__Work request__.
The lines to copy from the data below are those that hold the string "zeros".

■ ■ ■

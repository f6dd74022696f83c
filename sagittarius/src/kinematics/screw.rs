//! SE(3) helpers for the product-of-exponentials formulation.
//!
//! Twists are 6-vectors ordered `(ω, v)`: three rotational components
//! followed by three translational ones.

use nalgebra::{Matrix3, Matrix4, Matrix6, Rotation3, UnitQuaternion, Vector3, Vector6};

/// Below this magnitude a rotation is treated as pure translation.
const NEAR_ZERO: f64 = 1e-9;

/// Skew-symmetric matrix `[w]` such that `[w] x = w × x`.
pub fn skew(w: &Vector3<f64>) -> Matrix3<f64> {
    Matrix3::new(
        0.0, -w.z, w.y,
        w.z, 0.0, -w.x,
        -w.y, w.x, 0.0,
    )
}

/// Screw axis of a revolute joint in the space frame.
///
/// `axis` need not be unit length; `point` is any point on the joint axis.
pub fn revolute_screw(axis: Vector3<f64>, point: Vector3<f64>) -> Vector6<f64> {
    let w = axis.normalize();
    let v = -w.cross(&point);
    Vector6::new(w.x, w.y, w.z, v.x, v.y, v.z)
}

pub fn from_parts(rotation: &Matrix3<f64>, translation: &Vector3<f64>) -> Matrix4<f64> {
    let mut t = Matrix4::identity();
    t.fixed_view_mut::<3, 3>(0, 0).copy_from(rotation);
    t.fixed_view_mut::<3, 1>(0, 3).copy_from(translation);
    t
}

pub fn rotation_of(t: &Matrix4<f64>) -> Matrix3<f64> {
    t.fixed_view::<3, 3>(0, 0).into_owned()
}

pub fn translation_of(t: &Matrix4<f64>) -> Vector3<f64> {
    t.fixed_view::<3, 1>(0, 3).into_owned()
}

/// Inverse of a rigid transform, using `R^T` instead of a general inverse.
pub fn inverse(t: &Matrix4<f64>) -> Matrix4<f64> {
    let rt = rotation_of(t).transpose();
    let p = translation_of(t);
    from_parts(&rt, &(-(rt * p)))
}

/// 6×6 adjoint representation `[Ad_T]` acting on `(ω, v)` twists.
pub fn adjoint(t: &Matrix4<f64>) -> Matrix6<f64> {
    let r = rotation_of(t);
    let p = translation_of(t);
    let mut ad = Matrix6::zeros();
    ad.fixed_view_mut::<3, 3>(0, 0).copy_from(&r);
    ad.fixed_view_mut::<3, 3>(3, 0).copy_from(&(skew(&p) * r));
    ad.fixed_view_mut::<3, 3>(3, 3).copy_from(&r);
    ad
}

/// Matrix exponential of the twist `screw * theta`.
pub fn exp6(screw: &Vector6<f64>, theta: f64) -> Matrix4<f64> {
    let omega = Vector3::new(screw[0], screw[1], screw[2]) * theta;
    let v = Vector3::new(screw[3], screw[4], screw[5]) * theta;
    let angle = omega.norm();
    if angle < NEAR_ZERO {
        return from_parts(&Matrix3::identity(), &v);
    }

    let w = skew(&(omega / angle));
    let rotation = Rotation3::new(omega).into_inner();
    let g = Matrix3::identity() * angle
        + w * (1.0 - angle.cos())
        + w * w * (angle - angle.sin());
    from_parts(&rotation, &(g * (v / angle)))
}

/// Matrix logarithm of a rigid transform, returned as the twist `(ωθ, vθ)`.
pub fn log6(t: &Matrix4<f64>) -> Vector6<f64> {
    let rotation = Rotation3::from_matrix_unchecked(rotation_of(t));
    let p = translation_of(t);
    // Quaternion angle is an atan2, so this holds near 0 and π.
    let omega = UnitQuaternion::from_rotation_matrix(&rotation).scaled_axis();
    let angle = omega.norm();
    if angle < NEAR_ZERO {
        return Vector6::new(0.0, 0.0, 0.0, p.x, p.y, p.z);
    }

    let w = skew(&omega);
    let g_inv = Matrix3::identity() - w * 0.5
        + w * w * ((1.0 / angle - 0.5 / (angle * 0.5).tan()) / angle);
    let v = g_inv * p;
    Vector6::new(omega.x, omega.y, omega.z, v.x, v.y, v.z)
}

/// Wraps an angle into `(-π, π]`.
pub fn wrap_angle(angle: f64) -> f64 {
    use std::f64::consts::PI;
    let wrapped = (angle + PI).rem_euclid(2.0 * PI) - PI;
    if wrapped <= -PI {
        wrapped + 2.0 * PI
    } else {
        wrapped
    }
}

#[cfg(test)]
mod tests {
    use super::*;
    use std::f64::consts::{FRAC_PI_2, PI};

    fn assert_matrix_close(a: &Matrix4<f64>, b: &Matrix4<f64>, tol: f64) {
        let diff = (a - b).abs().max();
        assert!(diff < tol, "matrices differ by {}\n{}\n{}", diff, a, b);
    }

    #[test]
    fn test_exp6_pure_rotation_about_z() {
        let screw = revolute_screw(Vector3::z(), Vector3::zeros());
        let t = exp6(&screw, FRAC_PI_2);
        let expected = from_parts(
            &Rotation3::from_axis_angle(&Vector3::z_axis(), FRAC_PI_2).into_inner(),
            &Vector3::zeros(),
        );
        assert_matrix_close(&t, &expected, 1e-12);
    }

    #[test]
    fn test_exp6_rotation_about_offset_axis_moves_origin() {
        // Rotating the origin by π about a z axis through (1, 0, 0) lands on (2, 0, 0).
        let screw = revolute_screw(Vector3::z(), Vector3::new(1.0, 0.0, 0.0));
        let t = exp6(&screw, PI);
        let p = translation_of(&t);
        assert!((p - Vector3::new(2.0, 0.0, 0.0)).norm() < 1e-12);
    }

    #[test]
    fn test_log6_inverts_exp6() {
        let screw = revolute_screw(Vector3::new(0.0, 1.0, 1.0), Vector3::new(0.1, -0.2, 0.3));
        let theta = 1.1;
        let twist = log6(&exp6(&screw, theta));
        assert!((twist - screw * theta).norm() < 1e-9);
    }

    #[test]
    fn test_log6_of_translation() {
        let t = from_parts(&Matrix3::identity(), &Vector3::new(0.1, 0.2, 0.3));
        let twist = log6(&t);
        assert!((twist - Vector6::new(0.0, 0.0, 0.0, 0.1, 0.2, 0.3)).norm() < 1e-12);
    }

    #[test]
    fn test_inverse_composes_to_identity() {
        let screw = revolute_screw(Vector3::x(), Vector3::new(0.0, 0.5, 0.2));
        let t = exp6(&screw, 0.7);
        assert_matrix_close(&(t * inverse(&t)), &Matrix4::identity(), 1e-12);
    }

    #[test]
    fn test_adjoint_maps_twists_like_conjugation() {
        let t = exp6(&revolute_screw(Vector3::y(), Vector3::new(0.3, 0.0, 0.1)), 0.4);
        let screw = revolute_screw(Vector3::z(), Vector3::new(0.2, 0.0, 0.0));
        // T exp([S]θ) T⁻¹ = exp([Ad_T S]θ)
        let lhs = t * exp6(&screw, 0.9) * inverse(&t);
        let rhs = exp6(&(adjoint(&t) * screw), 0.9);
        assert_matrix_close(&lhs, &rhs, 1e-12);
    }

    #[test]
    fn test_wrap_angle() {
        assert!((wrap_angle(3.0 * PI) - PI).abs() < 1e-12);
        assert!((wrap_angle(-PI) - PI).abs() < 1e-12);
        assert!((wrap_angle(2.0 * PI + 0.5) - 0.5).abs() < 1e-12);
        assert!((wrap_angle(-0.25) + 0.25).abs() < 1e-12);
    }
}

■ ■ ■

__Solution to this exercise__.
    let mut ad = Matrix6::zeros();
        let screw = revolute_screw(Vector3::z(), Vector3::zeros());
            &Vector3::zeros(),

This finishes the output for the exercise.